Candidato ao cargo de Guarda Prisional do Depen é preso após apresentar documentos falsos

Um candidato que participava do processo seletivo para Guarda Prisional do Departamento Penitenciário do Paraná foi preso em flagrante na manhã desta quarta-feira (15), após apresentar documentos falsos. A prisão aconteceu na sede do Depen, em Curitiba, durante a apresentação dos candidatos e entrega dos documentos.

“O processo seletivo do Depen foi extremamente rigoroso.  Através de uma análise documental se verificou que o candidato apresentou documentos falsos. Em razão disso, foi dado a ele a voz de prisão em flagrante e foi encaminhado à Central de Flagrantes de Curitiba”, esclarece o diretor-geral do Depen, Francisco Caricati.

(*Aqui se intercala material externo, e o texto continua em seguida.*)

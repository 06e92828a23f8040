pub mod api_client;

pub use api_client::{ApiClient, RecordRef, UploadResponse};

De acordo com o presidente da comissão do processo seletivo do Depen, delegado Renan Ferreira, o homem apresentou os documentos primeiramente no site da Universidade Federal do Paraná, como determinava o edital. “Com o item submetido, a Universidade Federal do Paraná analisou e viu que a certidão de “nada consta”, não tinha nenhuma pendência com relação a ele, ele foi aprovado e convocado para assinar o contrato hoje”, explicou.

Assim que saiu a convocação, o Depen foi informado de que haveria procedimentos pendentes, contrariando o documento apresentado pelo candidato. “A gente começou a averiguar e esperamos para ver o que seria apresentado. Ele apresentou formação em direito, tudo bem, e dois documentos específicos, que são uma declaração dizendo que nunca tinha sido condenado ou indiciado e uma certidão de “nada consta” no Departamento Penitenciário”, contou o delegado.

No entanto, de acordo com o presidente da comissão do processo seletivo, há um procedimento correndo no Depen. “Inclusive, o recurso dele está marcado para julgamento esta quinta-feira (16/07), já tendo sido condenado em primeiro grau”, afirmou. Quando questionado sobre o documento, ao delegado o homem teria afirmado que recebeu a certidão de um amigo.

“Verificamos, junto ao Recursos Humanos e o documento que efetivamente ele recebeu dava conta de que ele tinha sido condenado pelo Conselho Superior do Depen, com rescisão contratual. Essa certidão foi falsificada”, contou Renan. “Nessa hora, foi dada voz de prisão e ele foi encaminhado à Central de Flagrantes”, completou.

HISTÓRICO – O candidato já trabalhou no Depen e foi demitido após ser acusado de facilitar e fornecer informações para uma fuga que ocorreu na Penitenciária Estadual de Piraquara (PEP), em setembro de 2018, em que 29 presos fugiram após a explosão do muro da penitenciária. Ele ainda responde ao processo na justiça.

PSS – O processo seletivo do Depen, em andamento, visa a contratação temporária de 1.394 guardas prisionais que terão como atribuição orientar, vigiar, fiscalizar, revistar e conduzir os detentos de unidades penais e cadeias públicas de todo o Estado.